The present disclosure relates to getters and, in particular, to a preactivated, batch-fireable getter with integrated, miniature, single-actuation, extremely high-temperature bakeable valve.
Infrared detector dewars often utilize getters. Getters are components of in-situ vacuum pumps and serve to maintain a dewar vacuum during a specified operating lifetime. In certain cases, dewars utilize a getter can that is packed with non-evaporable (NEG) getter material. The getter can is welded to a getter adapter that is brazed to the dewar body. In these or other cases, the getter is activated utilizing a coiled cable heater which heats the can to a high-temperature (750° C. to 900° C.) for an extended period.
When the getter is activated, relatively heavy scale forms on the getter can during the high-temperature activation processes. This heavy scale is then removed via a labor-intensive abrasive removal operation. The getter is subsequently encapsulated to prevent foreign object debris (FOD) generation in the imaging system.

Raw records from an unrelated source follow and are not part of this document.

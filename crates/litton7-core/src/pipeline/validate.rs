//! Structural image validation used during discovery.
//!
//! Validation reads the file header only; pixel data is decoded later by the
//! loader. Every file handle is scoped to the call that opened it.

use std::path::Path;

use image::ImageReader;

use crate::config::LimitsConfig;
use crate::error::PipelineError;

/// Validates candidate files before they enter the pipeline.
#[derive(Debug, Clone)]
pub struct Validator {
    limits: LimitsConfig,
}

impl Validator {
    /// Create a new validator with the given limits.
    pub fn new(limits: LimitsConfig) -> Self {
        Self { limits }
    }

    /// Returns true if `path` looks like a decodable image.
    ///
    /// Failures are reported as per-file warnings and never propagate.
    pub fn is_image(&self, path: &Path) -> bool {
        match self.validate(path) {
            Ok(()) => true,
            Err(e) => {
                tracing::warn!("skip entry {:?}: {}", path, e);
                false
            }
        }
    }

    /// Verify the file without decoding pixel data.
    ///
    /// Checks:
    /// - File exists and is readable
    /// - File size is within limits
    /// - The format is recognised from content or extension
    /// - The format decoder accepts the header and reports dimensions
    pub fn validate(&self, path: &Path) -> Result<(), PipelineError> {
        if !path.exists() {
            return Err(PipelineError::FileNotFound(path.to_path_buf()));
        }

        let metadata = std::fs::metadata(path).map_err(|e| PipelineError::Validate {
            path: path.to_path_buf(),
            message: format!("Cannot read metadata: {}", e),
        })?;

        let max_bytes = self.limits.max_file_size_mb * 1024 * 1024;
        if metadata.len() > max_bytes {
            return Err(PipelineError::FileTooLarge {
                path: path.to_path_buf(),
                size_mb: metadata.len() / (1024 * 1024),
                max_mb: self.limits.max_file_size_mb,
            });
        }

        self.check_header(path)
    }

    /// Let the format decoder parse the header and dimensions.
    ///
    /// The format is guessed from content, falling back to the extension for
    /// formats without a signature (TGA).
    fn check_header(&self, path: &Path) -> Result<(), PipelineError> {
        let reader = ImageReader::open(path)
            .map_err(|e| PipelineError::Validate {
                path: path.to_path_buf(),
                message: format!("Cannot open file: {}", e),
            })?
            .with_guessed_format()
            .map_err(|e| PipelineError::Validate {
                path: path.to_path_buf(),
                message: format!("Cannot read header: {}", e),
            })?;

        if reader.format().is_none() {
            return Err(PipelineError::UnsupportedFormat {
                path: path.to_path_buf(),
                format: path
                    .extension()
                    .and_then(|e| e.to_str())
                    .unwrap_or("unknown")
                    .to_string(),
            });
        }

        let (width, height) = reader
            .into_dimensions()
            .map_err(|e| PipelineError::Validate {
                path: path.to_path_buf(),
                message: e.to_string(),
            })?;

        if width == 0 || height == 0 {
            return Err(PipelineError::Validate {
                path: path.to_path_buf(),
                message: "Image has zero width or height".to_string(),
            });
        }

        let max_dim = self.limits.max_image_dimension;
        if width > max_dim || height > max_dim {
            return Err(PipelineError::ImageTooLarge {
                path: path.to_path_buf(),
                width,
                height,
                max_dim,
            });
        }

        Ok(())
    }
}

According to an aspect of the disclosure, a getter assembly is provided and includes a first canister, an internal can including getter and a second canister. The internal can is disposable in the first canister to occupy a first position at which the getter is hermetically sealable and second positions at which the getter is exposed to an exterior environment. The second canister is coupled with the internal can and engageable with the first canister to drive movements of the internal can between the first position and the second positions following activation and hermetic sealing of the getter.
In accordance with additional or alternative embodiments, the activation of the getter is accomplished by an activation soak at elevated temperatures.
In accordance with additional or alternative embodiments, the second canister is threadably engageable with the first canister and a turn of the second canister about the first canister drives movement of the internal can from the first position to the second positions.
In accordance with additional or alternative embodiments, the internal can includes a base, an inner wall that extends from the base to be supportive of the getter material and a deformable outer wall that extends from the base and includes a distal end secured to the first canister.
In accordance with additional or alternative embodiments, the deformable outer wall includes at least one of bellows and corrugations.
In accordance with additional or alternative embodiments, the second canister includes an internally threaded sidewall to engage with exterior threading of the first canister and a flange that extends inwardly from the internally threaded sidewall for coupling with the internal can.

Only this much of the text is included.